I wake up and immediately check email, Facebook, LinkedIn, news headlines, weather and play a quick game of Scramble with some random opponent - a little like anonymous sex, eh?

Then I actually get out of bed, and do the things incidental to maintaining my physical self – shower, dress and glide a comb across my head.

I drive to work, may make or receive calls on my Bluetooth, in between a podcast. My car, phone, iPad and computer talk to each other and the interconnected telecommunications world. They blab where I am, what I buy, and why. They leak information about my family, friends, church (or absence of), music, art, video tastes, sociopolitical inclinations, affinities to fellow travelers and animal lovers, what I eat, how much money I have, where it's kept and where it's spent.

Here I am, arrived at the office.
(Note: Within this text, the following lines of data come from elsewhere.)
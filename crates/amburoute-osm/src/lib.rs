//! Clients for the OpenStreetMap-based services the hospital finder relies on:
//! Overpass (points of interest), OSRM (driving routes) and Nominatim
//! (reverse geocoding).

pub mod error;
mod http;
pub mod nominatim;
pub mod osrm;
pub mod overpass;
pub mod types;

pub use error::OsmError;
pub use http::build_client;
pub use nominatim::NominatimClient;
pub use osrm::OsrmClient;
pub use overpass::{hospital_query, OverpassClient};
pub use types::{OverpassElement, Route};
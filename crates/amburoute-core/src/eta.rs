//! Straight-line ETA heuristic.

/// Linear-speed ETA model: `distance / speed`, scaled by a traffic buffer,
/// rounded to whole minutes and floored at `min_minutes`.
#[derive(Debug, Clone, Copy, PartialEq)]
pub struct EtaModel {
    /// Assumed average driving speed in km/h. Must be positive.
    pub speed_kmh: f64,
    /// Multiplier applied to the raw travel time (`1.25` = 25% slack).
    pub traffic_buffer: f64,
    pub min_minutes: u32,
}

impl EtaModel {
    #[must_use]
    pub const fn new(speed_kmh: f64, traffic_buffer: f64, min_minutes: u32) -> Self {
        Self {
            speed_kmh,
            traffic_buffer,
            min_minutes,
        }
    }

    /// Estimated travel time in whole minutes for `distance_km`.
    #[must_use]
    pub fn minutes(&self, distance_km: f64) -> u32 {
        let raw = distance_km.max(0.0) / self.speed_kmh * 60.0 * self.traffic_buffer;
        // Non-negative and bounded by realistic road distances.
        #[allow(clippy::cast_possible_truncation, clippy::cast_sign_loss)]
        let rounded = raw.round().min(f64::from(u32::MAX)) as u32;
        rounded.max(self.min_minutes)
    }
}

#[cfg(test)]
mod tests {
    use super::*;

    #[test]
    fn applies_speed_and_buffer() {
        let model = EtaModel::new(35.0, 1.25, 2);
        // 7 km at 35 km/h = 12 min, * 1.25 = 15 min.
        assert_eq!(model.minutes(7.0), 15);
    }

    #[test]
    fn rounds_to_nearest_minute() {
        let model = EtaModel::new(40.0, 1.0, 0);
        // 1.46 km at 40 km/h = 2.19 min.
        assert_eq!(model.minutes(1.46), 2);
        // 1.81 km at 40 km/h = 2.715 min.
        assert_eq!(model.minutes(1.81), 3);
    }

    #[test]
    fn floors_at_minimum() {
        let model = EtaModel::new(35.0, 1.25, 2);
        assert_eq!(model.minutes(0.0), 2);
        assert_eq!(model.minutes(0.1), 2);
    }

    #[test]
    fn is_monotonic_in_distance() {
        let model = EtaModel::new(35.0, 1.25, 2);
        let mut previous = 0;
        for step in 0..2_000 {
            let distance = f64::from(step) * 0.037;
            let eta = model.minutes(distance);
            assert!(eta >= previous, "eta dropped at {distance} km");
            previous = eta;
        }
    }

    #[test]
    fn negative_distance_is_treated_as_zero() {
        let model = EtaModel::new(40.0, 1.0, 1);
        assert_eq!(model.minutes(-3.0), 1);
    }
}
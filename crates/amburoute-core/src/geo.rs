//! Coordinates and great-circle distance.

use serde::{Deserialize, Serialize};

use crate::CoreError;

/// Mean Earth radius used by every distance estimate in the workspace.
pub const EARTH_RADIUS_KM: f64 = 6371.0;

/// A WGS84 position in decimal degrees.
///
/// Serializes as `{"latitude": .., "longitude": ..}`, which is also the
/// request body of the nearby-hospitals endpoint.
#[derive(Debug, Clone, Copy, PartialEq, Serialize, Deserialize)]
pub struct Coordinate {
    pub latitude: f64,
    pub longitude: f64,
}

impl Coordinate {
    /// Builds a coordinate, rejecting non-finite or out-of-range values.
    ///
    /// # Errors
    ///
    /// Returns [`CoreError::CoordinateOutOfRange`] when latitude is outside
    /// `[-90, 90]` or longitude is outside `[-180, 180]`.
    pub fn new(latitude: f64, longitude: f64) -> Result<Self, CoreError> {
        let coordinate = Self {
            latitude,
            longitude,
        };
        coordinate.validate()?;
        Ok(coordinate)
    }

    /// Checks the range invariant on an already-constructed value
    /// (e.g. one produced by `serde`).
    ///
    /// # Errors
    ///
    /// Returns [`CoreError::CoordinateOutOfRange`] when either component is
    /// non-finite or out of range.
    pub fn validate(&self) -> Result<(), CoreError> {
        let lat_ok = self.latitude.is_finite() && (-90.0..=90.0).contains(&self.latitude);
        let lng_ok = self.longitude.is_finite() && (-180.0..=180.0).contains(&self.longitude);
        if lat_ok && lng_ok {
            Ok(())
        } else {
            Err(CoreError::CoordinateOutOfRange {
                latitude: self.latitude,
                longitude: self.longitude,
            })
        }
    }

    #[must_use]
    pub fn distance_km(&self, other: &Coordinate) -> f64 {
        haversine_km(*self, *other)
    }
}

impl std::fmt::Display for Coordinate {
    fn fmt(&self, f: &mut std::fmt::Formatter<'_>) -> std::fmt::Result {
        write!(f, "{},{}", self.latitude, self.longitude)
    }
}

/// Great-circle distance between two coordinates in kilometres.
#[must_use]
pub fn haversine_km(from: Coordinate, to: Coordinate) -> f64 {
    let lat1 = from.latitude.to_radians();
    let lat2 = to.latitude.to_radians();
    let d_lat = (to.latitude - from.latitude).to_radians();
    let d_lng = (to.longitude - from.longitude).to_radians();

    let a = ((d_lat / 2.0).sin().powi(2) + lat1.cos() * lat2.cos() * (d_lng / 2.0).sin().powi(2))
        .clamp(0.0, 1.0);
    let c = 2.0 * a.sqrt().atan2((1.0 - a).sqrt());

    EARTH_RADIUS_KM * c
}
//! Response types for Overpass, OSRM and Nominatim.
//!
//! Only the fields the hospital finder consumes are modelled; everything else
//! in the upstream payloads is ignored.

use std::collections::HashMap;

use serde::Deserialize;

/// Overpass `[out:json]` envelope.
#[derive(Debug, Deserialize)]
pub(crate) struct OverpassResponse {
    pub elements: Vec<OverpassElement>,
}

/// A single OSM node returned by Overpass.
#[derive(Debug, Clone, Deserialize)]
pub struct OverpassElement {
    pub id: i64,
    pub lat: f64,
    pub lon: f64,
    #[serde(default)]
    pub tags: HashMap<String, String>,
}

impl OverpassElement {
    /// The `name` tag, if present and non-blank.
    #[must_use]
    pub fn name(&self) -> Option<&str> {
        self.tags
            .get("name")
            .map(|s| s.trim())
            .filter(|s| !s.is_empty())
    }
}

/// OSRM `route` service envelope.
#[derive(Debug, Deserialize)]
pub(crate) struct OsrmRouteResponse {
    pub code: String,
    #[serde(default)]
    pub message: Option<String>,
    #[serde(default)]
    pub routes: Vec<Route>,
}

/// One driving route.
#[derive(Debug, Clone, Deserialize)]
pub struct Route {
    /// Metres.
    pub distance: f64,
    /// Seconds.
    pub duration: f64,
    /// GeoJSON `LineString` when requested with `geometries=geojson`.
    #[serde(default)]
    pub geometry: serde_json::Value,
}

/// Nominatim `reverse` response; `error` is set when nothing was found.
#[derive(Debug, Deserialize)]
pub(crate) struct ReverseResponse {
    #[serde(default)]
    pub display_name: Option<String>,
    #[serde(default)]
    pub error: Option<String>,
}

#[cfg(test)]
mod tests {
    use super::*;

    #[test]
    fn overpass_element_without_tags_deserializes() {
        let el: OverpassElement =
            serde_json::from_str(r#"{"type":"node","id":1,"lat":13.0,"lon":80.0}"#).unwrap();
        assert!(el.tags.is_empty());
        assert!(el.name().is_none());
    }

    #[test]
    fn overpass_element_blank_name_is_none() {
        let el: OverpassElement = serde_json::from_str(
            r#"{"id":1,"lat":13.0,"lon":80.0,"tags":{"name":"  ","amenity":"hospital"}}"#,
        )
        .unwrap();
        assert!(el.name().is_none());
    }

    #[test]
    fn overpass_envelope_requires_elements() {
        let result = serde_json::from_str::<OverpassResponse>(
            r#"{"remark":"runtime error: Query timed out"}"#,
        );
        assert!(result.is_err());
    }

    #[test]
    fn route_keeps_geometry_verbatim() {
        let route: Route = serde_json::from_str(
            r#"{"distance":1234.5,"duration":321.0,
                "geometry":{"type":"LineString","coordinates":[[80.2,13.0],[80.3,13.1]]}}"#,
        )
        .unwrap();
        assert_eq!(route.geometry["type"], "LineString");
        assert_eq!(route.geometry["coordinates"].as_array().map(Vec::len), Some(2));
    }
}
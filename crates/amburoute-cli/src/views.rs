//! Plain-text rendering of console screens.

use amburoute_core::{directions_url, DriverSession};

use crate::emergency::EmergencyView;

pub(crate) const NOT_LOGGED_IN: &str = "no driver logged in; run `amburoute login` first";
pub(crate) const PERMISSION_REQUIRED: &str =
    "Location permission required: pass --lat and --lng, or use --offline";
pub(crate) const FETCH_FAILED: &str = "Could not fetch hospitals. Try again or use --offline.";
pub(crate) const NO_HOSPITALS: &str = "No verified emergency hospitals nearby.";

pub(crate) fn render_dashboard(driver: &DriverSession) -> String {
    [
        "Ambulance Driver Dashboard".to_string(),
        format!("  Driver:    {}", driver.name),
        format!("  Phone:     {}", driver.phone),
        format!("  Ambulance: {}", driver.ambulance_no),
        String::new(),
        "Run `amburoute emergency --lat <LAT> --lng <LNG>` to find hospitals.".to_string(),
    ]
    .join("\n")
}

pub(crate) fn render_emergency(driver: &DriverSession, view: &EmergencyView) -> String {
    let (origin, place, case_id, hospitals) = match view {
        EmergencyView::PermissionRequired => return PERMISSION_REQUIRED.to_string(),
        EmergencyView::FetchFailed => return FETCH_FAILED.to_string(),
        EmergencyView::Ranked {
            origin,
            place,
            case_id,
            hospitals,
        } => (origin, place, case_id, hospitals),
    };

    let mut lines = vec!["EMERGENCY MODE ACTIVE".to_string()];
    if let Some(case_id) = case_id {
        lines.push(format!("Case ID:   {case_id}"));
    }
    lines.push(format!("Ambulance: {} ({})", driver.ambulance_no, driver.name));
    lines.push(match place {
        Some(place) => format!("Location:  {place} ({origin})"),
        None => format!("Location:  {origin}"),
    });
    lines.push(String::new());

    if hospitals.is_empty() {
        lines.push(NO_HOSPITALS.to_string());
        return lines.join("\n");
    }

    for (rank, hospital) in hospitals.iter().enumerate() {
        let marker = if rank == 0 { "  [CLOSEST]" } else { "" };
        lines.push(format!("{}. {}{marker}", rank + 1, hospital.name));
        lines.push(format!(
            "   {:.2} km | ETA {} min | {}",
            hospital.distance_km, hospital.eta_min, hospital.status
        ));
        if let Some(address) = &hospital.address {
            lines.push(format!("   {address}"));
        }
        if let Some(phone) = &hospital.phone {
            lines.push(format!("   Phone: {phone}"));
        }
        if let Some(services) = &hospital.services {
            lines.push(format!("   Services: {services}"));
        }
        if hospital.can_navigate() {
            lines.push(format!(
                "   Navigate: {}",
                directions_url(*origin, hospital.position)
            ));
        }
    }
    lines.join("\n")
}

#[cfg(test)]
mod tests {
    use super::*;
    use amburoute_core::sample::{sample_records, DEMO_ORIGIN};
    use amburoute_core::{rank_hospitals, RankingProfile};
    use serde_json::json;

    fn driver() -> DriverSession {
        DriverSession::new("Ravi", "9840012345", "TN-01-AB-1234").unwrap()
    }

    #[test]
    fn dashboard_shows_driver_details() {
        let out = render_dashboard(&driver());
        assert!(out.contains("Ravi"));
        assert!(out.contains("9840012345"));
        assert!(out.contains("TN-01-AB-1234"));
        assert!(out.starts_with("Ambulance Driver Dashboard\n"));
        assert!(!out.ends_with('\n'));
    }

    #[test]
    fn permission_and_fetch_failures_render_fixed_messages() {
        assert_eq!(
            render_emergency(&driver(), &EmergencyView::PermissionRequired),
            PERMISSION_REQUIRED
        );
        assert_eq!(
            render_emergency(&driver(), &EmergencyView::FetchFailed),
            FETCH_FAILED
        );
    }

    #[test]
    fn empty_ranking_renders_no_hospitals_message() {
        let view = EmergencyView::Ranked {
            origin: DEMO_ORIGIN,
            place: None,
            case_id: None,
            hospitals: Vec::new(),
        };
        assert!(render_emergency(&driver(), &view).ends_with(NO_HOSPITALS));
    }

    #[test]
    fn offline_ranking_marks_closest_and_shows_case() {
        let hospitals = rank_hospitals(&sample_records(), DEMO_ORIGIN, &RankingProfile::offline());
        let view = EmergencyView::Ranked {
            origin: DEMO_ORIGIN,
            place: Some("Nungambakkam, Chennai".to_string()),
            case_id: Some("EMG-1700000000123-7".to_string()),
            hospitals,
        };
        let out = render_emergency(&driver(), &view);

        assert!(out.contains("Case ID:   EMG-1700000000123-7"));
        assert!(out.contains("Nungambakkam, Chennai"));
        assert!(out.contains("1. St. Mary's Medical Center  [CLOSEST]"));
        assert!(out.contains("0.00 km | ETA 1 min | EMERGENCY AVAILABLE"));
        assert_eq!(out.matches("[CLOSEST]").count(), 1);
        assert_eq!(out.matches("Navigate: ").count(), 6);
    }

    #[test]
    fn hospital_without_emergency_has_no_navigation() {
        let records = vec![json!({
            "name": "Day Clinic",
            "lat": 13.07,
            "lng": 80.24,
            "emergency": false
        })];
        let hospitals = rank_hospitals(&records, DEMO_ORIGIN, &RankingProfile::live());
        let view = EmergencyView::Ranked {
            origin: DEMO_ORIGIN,
            place: None,
            case_id: None,
            hospitals,
        };
        let out = render_emergency(&driver(), &view);
        assert!(out.contains("NO EMERGENCY"));
        assert!(!out.contains("Navigate: "));
    }
}
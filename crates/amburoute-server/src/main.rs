mod api;
mod finder;
mod middleware;

use std::sync::Arc;

use tracing_subscriber::EnvFilter;

use crate::{
    api::{build_app, AppState},
    finder::HospitalFinder,
};

#[tokio::main]
async fn main() -> anyhow::Result<()> {
    dotenvy::dotenv().ok();
    let config = amburoute_core::load_app_config()?;
    let env_filter = EnvFilter::try_from_default_env()
        .or_else(|_| EnvFilter::try_new(config.log_level.clone()))?;
    tracing_subscriber::fmt().with_env_filter(env_filter).init();

    tracing::info!(
        env = %config.env,
        overpass = %config.overpass_url,
        osrm = %config.osrm_url,
        radius_m = config.search_radius_m,
        max_hospitals = config.max_hospitals,
        "starting hospital finder"
    );

    let finder = HospitalFinder::from_config(&config)?;
    let app = build_app(AppState {
        finder: Arc::new(finder),
    });

    let listener = tokio::net::TcpListener::bind(config.bind_addr).await?;
    tracing::info!(addr = %config.bind_addr, "backend listening");
    axum::serve(listener, app)
        .with_graceful_shutdown(shutdown_signal())
        .await?;
    Ok(())
}

async fn shutdown_signal() {
    let ctrl_c = async {
        tokio::signal::ctrl_c()
            .await
            .expect("failed to listen for ctrl-c");
    };

    #[cfg(unix)]
    let terminate = async {
        tokio::signal::unix::signal(tokio::signal::unix::SignalKind::terminate())
            .expect("failed to install signal handler")
            .recv()
            .await;
    };

    #[cfg(not(unix))]
    let terminate = std::future::pending::<()>();

    tokio::select! {
        () = ctrl_c => {},
        () = terminate => {},
    }

    tracing::info!("received shutdown signal, starting graceful shutdown");
}
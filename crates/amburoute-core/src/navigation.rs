use crate::geo::Coordinate;

const DIRECTIONS_BASE: &str = "https://www.google.com/maps/dir/";

/// Turn-by-turn driving directions link for the external maps application.
#[must_use]
pub fn directions_url(origin: Coordinate, destination: Coordinate) -> String {
    format!("{DIRECTIONS_BASE}?api=1&origin={origin}&destination={destination}&travelmode=driving")
}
I've already fielded several work related emails, looked up a few things for a project, and checked in with a couple of professional groups I belong to. I work for hours, most of it on the Internet, and corporate Intranet. The day is punctuated with getting ideas and formats from similar work I find through querying mostly Google. Forums and wikis provide surgical information when I'm stuck.

I contribute as well: provide answers and make suggestions on Taproot and Meetup forums, like and post on Facebook, recommend people's work and vouch for their skills on LinkedIn. I also blog.
I take micro breaks throughout the day and look up pretty pictures, check some celebrity gossip, check bank and trading accounts, etc.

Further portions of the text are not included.